LISA early withdrawal fee dropped by 5% for a year
3 May 2020
Lifetime ISA (LISA) savers and investors whose income has been affected by Coronavirus and who want to access their Lifetime ISA funds early will no longer face an additional withdrawal charge, HM Treasury has announced. But the decision should not be taken lightly, say commentators.
The temporary rule change is part of the government’s package of support to help individuals, businesses and the economy during the current crisis.
The Lifetime ISA offers a 25% bonus, paid monthly, on up to £4,000 of savings each year. The current charge is 25% of the amount withdrawn.
This charge is to disincentivise people from using LISA funds, including the generous government bonus, for a purpose other than buying a first home or for retirement as intended.
The Treasury will legislate for a temporary reduction in the LISA withdrawal charge to 20% between 6 March 2020 and 5 April 2021 (inclusive). This will mean account holders will only have to pay back any government bonus they have received but will not pay the additional withdrawal charge of 5%.

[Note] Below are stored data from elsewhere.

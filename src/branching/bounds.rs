//! Precomputed factor tables for the Minc-Brégman and Liang-Bai upper bounds
//! on the permanent of the variable-value adjacency matrix.
//!
//! Both tables are sized once per solving session to the maxima over every
//! constraint sharing the brancher, then shared read-only (via `Arc`) by all
//! of them. Queries beyond the sized range are programming errors.

/// Factors for the Minc-Brégman permanent upper bound: entry `n` holds the
/// n-th root of `n!`.
#[derive(Debug, Clone)]
pub struct MincFactors {
    factors: Vec<f64>,
}

impl MincFactors {
    pub fn new(largest_domain_size: usize) -> Self {
        assert!(largest_domain_size >= 1);
        let mut factors = Vec::with_capacity(largest_domain_size);
        let mut factorial = 1.0;
        for n in 1..=largest_domain_size {
            factorial *= n as f64;
            factors.push(factorial.powf(1.0 / n as f64));
        }
        Self { factors }
    }

    /// The factor for a domain of `domain_size` values.
    pub fn get(&self, domain_size: usize) -> f64 {
        assert!(
            domain_size >= 1 && domain_size <= self.factors.len(),
            "domain size {domain_size} outside the precomputed range 1..={}",
            self.factors.len()
        );
        self.factors[domain_size - 1]
    }

    pub fn largest_domain_size(&self) -> usize {
        self.factors.len()
    }
}

/// Factors for the Liang-Bai permanent upper bound, per (variable position,
/// domain size) pair. For 1-based position `i` and size `j` the factor is
/// `q * (j - q + 1)` with `q = min(ceil(i/2), ceil((j+1)/2))`.
#[derive(Debug, Clone)]
pub struct LiangBaiFactors {
    factors: Vec<f64>,
    variable_count: usize,
    largest_domain_size: usize,
}

impl LiangBaiFactors {
    pub fn new(variable_count: usize, largest_domain_size: usize) -> Self {
        assert!(variable_count >= 1 && largest_domain_size >= 1);
        let mut factors = Vec::with_capacity(variable_count * largest_domain_size);
        for i in 1..=variable_count {
            let b = (i as f64 / 2.0).ceil();
            for j in 1..=largest_domain_size {
                let a = ((j + 1) as f64 / 2.0).ceil();
                let q = a.min(b);
                factors.push(q * (j as f64 - q + 1.0));
            }
        }
        Self {
            factors,
            variable_count,
            largest_domain_size,
        }
    }

    /// The factor for the variable at 0-based `position` within its
    /// constraint, with a domain of `domain_size` values.
    pub fn get(&self, position: usize, domain_size: usize) -> f64 {
        assert!(
            position < self.variable_count,
            "position {position} outside the precomputed range 0..{}",
            self.variable_count
        );
        assert!(
            domain_size >= 1 && domain_size <= self.largest_domain_size,
            "domain size {domain_size} outside the precomputed range 1..={}",
            self.largest_domain_size
        );
        self.factors[position * self.largest_domain_size + (domain_size - 1)]
    }

    pub fn variable_count(&self) -> usize {
        self.variable_count
    }
}

/// Both factor tables, computed once per session and shared by every
/// constraint of a brancher. Immutable after construction, so clones of the
/// search node can alias it freely.
#[derive(Debug)]
pub struct BoundTables {
    minc: MincFactors,
    liang_bai: LiangBaiFactors,
}

impl BoundTables {
    /// Sizes both tables for `variable_count` variables and domains spanning
    /// at most `largest_domain_size` values, the maxima over all constraints
    /// that will share the tables.
    pub fn new(variable_count: usize, largest_domain_size: usize) -> Self {
        Self {
            minc: MincFactors::new(largest_domain_size),
            liang_bai: LiangBaiFactors::new(variable_count, largest_domain_size),
        }
    }

    pub fn minc(&self, domain_size: usize) -> f64 {
        self.minc.get(domain_size)
    }

    pub fn liang_bai(&self, position: usize, domain_size: usize) -> f64 {
        self.liang_bai.get(position, domain_size)
    }

    /// Whether these tables are large enough for a constraint of
    /// `variable_count` variables spanning `largest_domain_size` values.
    pub fn covers(&self, variable_count: usize, largest_domain_size: usize) -> bool {
        variable_count <= self.liang_bai.variable_count()
            && largest_domain_size <= self.minc.largest_domain_size()
    }
}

The Lifetime ISA is intended to help younger people save for their first home or for later life. As with many other long-term saving products, withdrawing funds early or for unintended purposes normally incurs a charge.
But to help people who need to access to their money earlier as a result of the outbreak, the charge on unauthorised withdrawals will be temporarily reduced. This means savers will get back all the money they originally put in, subject to any investment losses incurred on stocks and shares Lifetime ISAs.
Economic Secretary to the Treasury, John Glen said: “We know that some people are experiencing financial difficulties during these unprecedented times and we want to make it as easy as possible for people to access their savings, especially if it helps them avoid falling into high cost or unmanageable debt.
“That’s why we are reducing the withdrawal charge for Lifetime ISAs, so people can access their funds to help get them back on their feet. This is part of the wide range of support we have put in place to help people who have been affected by Coronavirus with their finances.
“The rule change will be backdated to 6th March, so anyone who has withdrawn their money early since that date and paid a 25% charge will have the difference refunded.”
Commenting, Tom Selby, senior analyst at AJ Bell, said: “This is a sensible and pragmatic move by the Treasury in unprecedented circumstances.
“The 25% LISA exit charge always seemed unfair as it meant savers who withdrew their fund early could end up getting back less than they originally put in. But during a global pandemic when many young people will be struggling to make ends meet, applying the exit penalty would have been particularly cruel.”
Richard Pearson, director of investment platform and LISA provider EQi concurred that “It is the right decision from the Treasury”, but added a word of caution “before anyone resorts to this”.
“If the money is in a cash LISA then it won’t be an issue to withdraw money saved for emergency reasons. But any money saved into an investment LISA may be subject to the fluctuations of the stock market.
“As we have seen recently, markets have been severely troubled by coronavirus and therefore investors’ portfolio values could be diminished at the moment. Selling investments and withdrawing money now could crystallise losses and mean permanent reductions in the value of their savings. It should not be a decision taken lightly.”